Si le nom de Joël Séria demeure immanquablement associé à son plus célèbre film, Les Galettes de Pont-Aven (en 1975, avec l’incroyable Jean-Pierre Marielle), Mais ne nous délivrez pas du mal, son premier long métrage, vaut lui aussi le détour. Le réalisateur s’inspire de son propre vécu, de son adolescence stricte où la religion régissait tout, de l’absence de liberté qui incitait à la rébellion. L’idée du récit lui provient également d’un fait-divers survenu en Nouvelle-Zélande dans les années 1950, où deux adolescentes assassinèrent la mère de l’une d’elles, que reprendra plus tard Peter Jackson pour ses Créatures Céléstes (1994).
Bien que les deux films abordent l’idée d’une amitié « extrême », ils diffèrent sensiblement. Chez Séria, l’histoire est moins implacable et illustre sur un ton drolatique les jeux plutôt cruels de ces adolescentes auxquelles leur famille n’accorde pas un grand intérêt. Les filles s’attaquent aux plus fragiles, socialement et intellectuellement : au paysan solitaire, à l’idiot du village qui garde les lettres de sa maman serrées avec un pauvre ruban.
La jeune Anne est une châtelaine sûre de sa puissance et de son immunité. Mais le film n’est pas un simple catalogue de vilenies. Il présente un certain raffinement dans sa crudité. Leur sadisme est-il réelle? Les rires des filles disent-ils la méchanceté ou l’inconscience? Le contraste entre l’été solaire et les noirs desseins des héroïnes pourraient rendre le film sinistre. Cependant, le soleil et les promenades à bicyclette insufflent une certaine légèreté aux actions des personnages. On a l’impression que tout cela n’est au fond qu’un jeu, celui de deux enfants qui se croient déjà femmes, mais qui, en réalité, sont encore en train de grandir.
L’entêtante musique, portée par des voix féminines enfantines, accentuent cette impression de légèreté, même si elle porte également quelque chose d’inquiétant qui évoque la ritournelle de “Rosemary’s baby”, signe que le démon n’est sans doute pas loin. Et pourtant, ce monde porte en lui une corruption profonde, sans doute plus que dans le cœur de ces enfants qui détruisent sans remords, mais lorsqu’elles font face à la réalité de la mort, la véritable mort — celle qu’on cause en serrant trop fort un oiseau dans sa main — elles reculent, soudain confrontés à l’ampleur de leur geste.

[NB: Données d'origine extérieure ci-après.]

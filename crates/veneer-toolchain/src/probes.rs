//! Feature probe layer.
//!
//! Wraps the toolchain-native feature-query facilities (`__has_builtin`,
//! `__has_feature`, `__has_warning`, `__has_attribute`). Each facility is
//! modeled as `Option<BTreeSet<String>>`:
//!
//! - `None` — the toolchain does not expose the facility at all; every
//!   query against it degrades to `false` rather than failing the build.
//! - `Some(set)` — the facility exists and answers `true` exactly for the
//!   names in the set.
//!
//! Probes assume toolchain monotonicity (a name answered `true` at version
//! V stays `true` for newer versions of the same family); the layer relies
//! on that property, it does not enforce it.

use std::collections::BTreeSet;

use serde::{Deserialize, Serialize};

/// The feature-query facilities exposed by the active toolchain.
#[derive(Debug, Clone, Default, PartialEq, Eq, Serialize, Deserialize)]
#[serde(rename_all = "kebab-case")]
pub struct ProbeSet {
    /// Names answered by the builtin-existence facility.
    #[serde(default)]
    pub builtins: Option<BTreeSet<String>>,
    /// Names answered by the language/runtime-feature facility.
    #[serde(default)]
    pub features: Option<BTreeSet<String>>,
    /// Names answered by the diagnostic-existence facility.
    #[serde(default)]
    pub warnings: Option<BTreeSet<String>>,
    /// Names answered by the attribute-existence facility.
    #[serde(default)]
    pub attributes: Option<BTreeSet<String>>,
}

impl ProbeSet {
    /// A toolchain exposing no query facilities at all.
    pub fn none() -> Self {
        Self::default()
    }

    /// Does the toolchain know the named builtin?
    pub fn has_builtin(&self, name: &str) -> bool {
        Self::probe(&self.builtins, name)
    }

    /// Does the toolchain report the named language/runtime feature?
    pub fn has_feature(&self, name: &str) -> bool {
        Self::probe(&self.features, name)
    }

    /// Does the toolchain know the named diagnostic?
    pub fn has_warning(&self, name: &str) -> bool {
        Self::probe(&self.warnings, name)
    }

    /// Does the toolchain know the named attribute?
    pub fn has_attribute(&self, name: &str) -> bool {
        Self::probe(&self.attributes, name)
    }

    fn probe(facility: &Option<BTreeSet<String>>, name: &str) -> bool {
        facility.as_ref().map_or(false, |set| set.contains(name))
    }
}
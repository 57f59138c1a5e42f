//! `veneer resolve` — attribute to directive fragment.

use anyhow::Result;
use veneer_attrs::{resolve, Attribute};

use crate::profiles::resolve_toolchain;

/// Print the directive fragment an attribute resolves to.
pub fn run(attribute_arg: &str, toolchain_arg: &str) -> Result<()> {
    let attribute: Attribute = attribute_arg.parse()?;
    let toolchain = resolve_toolchain(toolchain_arg)?;

    let fragment = resolve(&toolchain, &attribute);
    if fragment.is_empty() {
        println!("(empty — no directive on {})", toolchain.id);
    } else {
        println!("{fragment}");
    }
    Ok(())
}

Œuvre maudite d’un romantisme noir, à l’esthétique délicieusement malsaine, Mais ne nous délivrez pas du mal est, en somme, un très grand film injustement méconnu.
A propos de Joel SERIA
Formation
Préalablement à sa carrière cinématographique, Joël Séria a travaillé dans le petit commerce. Marchand forain de sous-vêtements féminins, représentant de commerce à Angers, ces expériences lui inspirent la plupart de ses films. Attiré par le métier d’acteur, Joël Séria délaisse son Anjou natal pour Paris dans le courant des années 1960 et décroche de petits rôles au théâtre, au cinéma et à la télévision. Boxeur amateur, il réalise, en 1969, avec l’aide de l’actrice Jean Seberg, Shadow, un court métrage sur le “noble art”.
Carrière au cinéma
Principalement dans les années 1970, Joël Séria est le réalisateur de films populaires, joyeux et provocateurs, dont quatre longs métrages avec son acteur fétiche, Jean-Pierre Marielle, notamment Les Galettes de Pont-Aven.
En 1970, Joël Séria tourne Mais ne nous délivrez pas du mal. Dans ce premier long métrage, il règle ses comptes avec les valeurs bienpensantes et cléricales, inspiré par dix années passées en institution catholique dans sa jeunesse. Sulfureux, instinctif, agressif et provocateur Mais ne nous délivrez pas du mal qui sort après sept mois de censure au début de l’année 1972, jouit d’un accueil très prometteur, autant critique que public.
Après l’adolescence, ce sont ses débuts professionnels qui inspirent ses réalisations suivantes. La première d’entre elles, Charlie et ses deux nénettes, sort en 1973. Au parisianisme en vogue dans le cinéma français des années 1960-1970, le réalisateur préfère les milieux populaires de province, ses bistrots et ses lieux d’échange. Reconnu par la critique, ce film, qui célèbre le petit monde des commerçants forains ainsi que le bonheur dans la polygamie…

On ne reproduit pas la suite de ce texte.